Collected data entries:
== Segment start ==

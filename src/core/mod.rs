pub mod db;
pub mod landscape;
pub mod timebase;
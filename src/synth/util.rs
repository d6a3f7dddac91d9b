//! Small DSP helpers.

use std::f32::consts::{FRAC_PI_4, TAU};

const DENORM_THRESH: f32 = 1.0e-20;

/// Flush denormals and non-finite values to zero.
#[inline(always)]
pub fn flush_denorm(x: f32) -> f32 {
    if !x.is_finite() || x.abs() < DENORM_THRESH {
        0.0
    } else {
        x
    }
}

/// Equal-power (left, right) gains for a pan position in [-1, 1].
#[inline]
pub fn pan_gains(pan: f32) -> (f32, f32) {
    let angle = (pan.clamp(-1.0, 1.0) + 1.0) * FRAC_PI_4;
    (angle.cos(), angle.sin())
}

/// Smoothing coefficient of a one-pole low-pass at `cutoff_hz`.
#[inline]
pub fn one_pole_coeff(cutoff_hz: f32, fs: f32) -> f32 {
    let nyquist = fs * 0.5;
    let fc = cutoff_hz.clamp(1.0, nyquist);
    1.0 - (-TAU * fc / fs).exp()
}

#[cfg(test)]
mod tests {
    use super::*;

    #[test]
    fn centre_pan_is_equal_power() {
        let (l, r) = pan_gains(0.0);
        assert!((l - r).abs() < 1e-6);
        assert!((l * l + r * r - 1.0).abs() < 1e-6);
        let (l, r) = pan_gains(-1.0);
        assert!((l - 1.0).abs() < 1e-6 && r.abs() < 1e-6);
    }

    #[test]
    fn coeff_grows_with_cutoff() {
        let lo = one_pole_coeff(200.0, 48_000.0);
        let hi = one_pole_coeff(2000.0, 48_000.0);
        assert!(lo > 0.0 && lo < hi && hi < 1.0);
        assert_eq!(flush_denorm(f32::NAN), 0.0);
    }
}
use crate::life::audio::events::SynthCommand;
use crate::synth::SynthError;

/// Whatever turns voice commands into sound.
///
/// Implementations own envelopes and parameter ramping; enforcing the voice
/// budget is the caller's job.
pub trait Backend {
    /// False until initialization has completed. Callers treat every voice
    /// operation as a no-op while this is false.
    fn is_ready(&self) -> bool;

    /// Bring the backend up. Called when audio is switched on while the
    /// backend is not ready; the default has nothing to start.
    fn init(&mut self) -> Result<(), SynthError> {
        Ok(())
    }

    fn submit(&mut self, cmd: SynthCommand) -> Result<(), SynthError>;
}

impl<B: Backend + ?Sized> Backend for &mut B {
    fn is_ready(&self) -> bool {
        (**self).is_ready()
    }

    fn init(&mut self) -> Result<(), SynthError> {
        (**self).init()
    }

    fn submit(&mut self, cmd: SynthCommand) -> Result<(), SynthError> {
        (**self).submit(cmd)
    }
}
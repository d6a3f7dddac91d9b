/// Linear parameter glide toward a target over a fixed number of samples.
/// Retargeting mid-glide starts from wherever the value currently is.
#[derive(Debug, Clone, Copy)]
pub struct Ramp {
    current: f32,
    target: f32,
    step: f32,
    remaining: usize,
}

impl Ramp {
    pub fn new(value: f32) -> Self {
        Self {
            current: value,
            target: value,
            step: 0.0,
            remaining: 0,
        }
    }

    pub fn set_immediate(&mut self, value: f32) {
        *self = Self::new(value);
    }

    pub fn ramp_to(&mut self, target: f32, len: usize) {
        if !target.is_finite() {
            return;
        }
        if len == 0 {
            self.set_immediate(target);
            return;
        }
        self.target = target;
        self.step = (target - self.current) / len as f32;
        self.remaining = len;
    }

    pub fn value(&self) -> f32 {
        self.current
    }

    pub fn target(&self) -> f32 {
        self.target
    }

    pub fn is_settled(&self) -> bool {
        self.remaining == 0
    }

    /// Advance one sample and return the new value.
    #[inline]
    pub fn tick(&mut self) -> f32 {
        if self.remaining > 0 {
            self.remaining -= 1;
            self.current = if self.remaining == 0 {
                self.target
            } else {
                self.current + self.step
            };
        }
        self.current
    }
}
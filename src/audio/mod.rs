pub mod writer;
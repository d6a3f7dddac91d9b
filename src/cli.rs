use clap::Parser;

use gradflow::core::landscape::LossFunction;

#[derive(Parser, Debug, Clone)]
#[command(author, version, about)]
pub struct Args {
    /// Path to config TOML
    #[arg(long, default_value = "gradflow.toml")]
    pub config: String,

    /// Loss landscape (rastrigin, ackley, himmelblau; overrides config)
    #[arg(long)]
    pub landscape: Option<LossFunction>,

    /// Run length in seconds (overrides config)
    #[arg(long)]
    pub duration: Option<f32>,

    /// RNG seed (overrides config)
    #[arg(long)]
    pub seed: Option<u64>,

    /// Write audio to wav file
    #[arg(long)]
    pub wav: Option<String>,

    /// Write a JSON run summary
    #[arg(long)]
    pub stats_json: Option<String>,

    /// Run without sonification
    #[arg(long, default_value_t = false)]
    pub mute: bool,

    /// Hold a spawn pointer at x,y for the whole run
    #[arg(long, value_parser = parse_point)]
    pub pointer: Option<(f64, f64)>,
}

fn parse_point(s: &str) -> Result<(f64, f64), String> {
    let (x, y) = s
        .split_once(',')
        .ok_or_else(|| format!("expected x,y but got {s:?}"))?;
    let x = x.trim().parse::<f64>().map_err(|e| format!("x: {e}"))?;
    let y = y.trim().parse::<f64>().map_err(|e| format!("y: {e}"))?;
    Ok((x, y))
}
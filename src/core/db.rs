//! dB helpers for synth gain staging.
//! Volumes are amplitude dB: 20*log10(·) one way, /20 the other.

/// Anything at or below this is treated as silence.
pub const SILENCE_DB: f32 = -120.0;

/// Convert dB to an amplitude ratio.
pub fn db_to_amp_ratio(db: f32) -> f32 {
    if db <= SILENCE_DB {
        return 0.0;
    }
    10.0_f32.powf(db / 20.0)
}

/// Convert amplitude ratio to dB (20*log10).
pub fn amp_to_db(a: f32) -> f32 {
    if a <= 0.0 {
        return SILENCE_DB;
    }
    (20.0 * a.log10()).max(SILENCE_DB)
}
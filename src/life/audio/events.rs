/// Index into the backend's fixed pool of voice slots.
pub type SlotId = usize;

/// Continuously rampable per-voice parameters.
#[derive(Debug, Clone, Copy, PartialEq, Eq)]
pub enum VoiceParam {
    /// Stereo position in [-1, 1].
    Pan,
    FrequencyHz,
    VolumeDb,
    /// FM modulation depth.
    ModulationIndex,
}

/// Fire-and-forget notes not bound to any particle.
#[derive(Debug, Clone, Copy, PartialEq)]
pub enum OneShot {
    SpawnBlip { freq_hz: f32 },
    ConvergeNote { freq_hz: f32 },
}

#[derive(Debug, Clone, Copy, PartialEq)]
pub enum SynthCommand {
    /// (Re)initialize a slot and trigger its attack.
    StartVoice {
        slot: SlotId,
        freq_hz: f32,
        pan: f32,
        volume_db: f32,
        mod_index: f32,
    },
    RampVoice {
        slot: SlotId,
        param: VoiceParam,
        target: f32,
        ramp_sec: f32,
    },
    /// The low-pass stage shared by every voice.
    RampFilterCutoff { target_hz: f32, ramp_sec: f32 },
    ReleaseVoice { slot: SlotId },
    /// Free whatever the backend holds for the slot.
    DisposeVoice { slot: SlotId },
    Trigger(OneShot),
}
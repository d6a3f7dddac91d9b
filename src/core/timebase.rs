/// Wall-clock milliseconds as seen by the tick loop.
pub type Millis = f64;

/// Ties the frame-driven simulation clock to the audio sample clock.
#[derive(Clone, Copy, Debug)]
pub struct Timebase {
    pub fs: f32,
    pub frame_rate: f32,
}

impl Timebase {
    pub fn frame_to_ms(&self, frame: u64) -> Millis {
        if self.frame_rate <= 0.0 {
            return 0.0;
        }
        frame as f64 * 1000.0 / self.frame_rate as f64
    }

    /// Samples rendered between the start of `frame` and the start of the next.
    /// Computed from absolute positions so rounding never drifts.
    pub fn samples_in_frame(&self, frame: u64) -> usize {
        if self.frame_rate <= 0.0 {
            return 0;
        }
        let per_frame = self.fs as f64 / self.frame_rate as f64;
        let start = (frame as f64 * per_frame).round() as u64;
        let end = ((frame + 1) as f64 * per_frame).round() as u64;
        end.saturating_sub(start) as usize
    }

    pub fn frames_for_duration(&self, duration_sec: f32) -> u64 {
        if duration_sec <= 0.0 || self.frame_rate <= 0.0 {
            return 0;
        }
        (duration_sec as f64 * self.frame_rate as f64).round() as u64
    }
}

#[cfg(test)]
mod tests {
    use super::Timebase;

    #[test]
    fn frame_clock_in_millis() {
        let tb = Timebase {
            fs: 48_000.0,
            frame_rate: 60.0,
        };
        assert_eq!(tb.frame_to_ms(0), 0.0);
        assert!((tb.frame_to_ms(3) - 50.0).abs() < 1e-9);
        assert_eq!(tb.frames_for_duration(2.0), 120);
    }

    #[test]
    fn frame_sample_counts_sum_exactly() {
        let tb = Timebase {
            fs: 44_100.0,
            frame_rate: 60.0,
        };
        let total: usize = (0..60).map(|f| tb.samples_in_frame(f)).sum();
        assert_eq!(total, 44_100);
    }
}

== Segment end ==

→ TASK DETAILS: Set the lines down exactly, from the first line of the records to the line where "pub fn pan_gains(pan: f32)" appears, with both ends kept.

→ REPLY TO THE EXERCISE:
filename src/core/mod.rs
pub mod db;
pub mod landscape;
pub mod timebase;
filename src/synth/util.rs
repository d6a3f7dddac91d9b
//! Small DSP helpers.

use std::f32::consts::{FRAC_PI_4, TAU};

const DENORM_THRESH: f32 = 1.0e-20;

/// Flush denormals and non-finite values to zero.
#[inline(always)]
pub fn flush_denorm(x: f32) -> f32 {
    if !x.is_finite() || x.abs() < DENORM_THRESH {
        0.0
    } else {
        x
    }
}

/// Equal-power (left, right) gains for a pan position in [-1, 1].
#[inline]
pub fn pan_gains(pan: f32) -> (f32, f32) {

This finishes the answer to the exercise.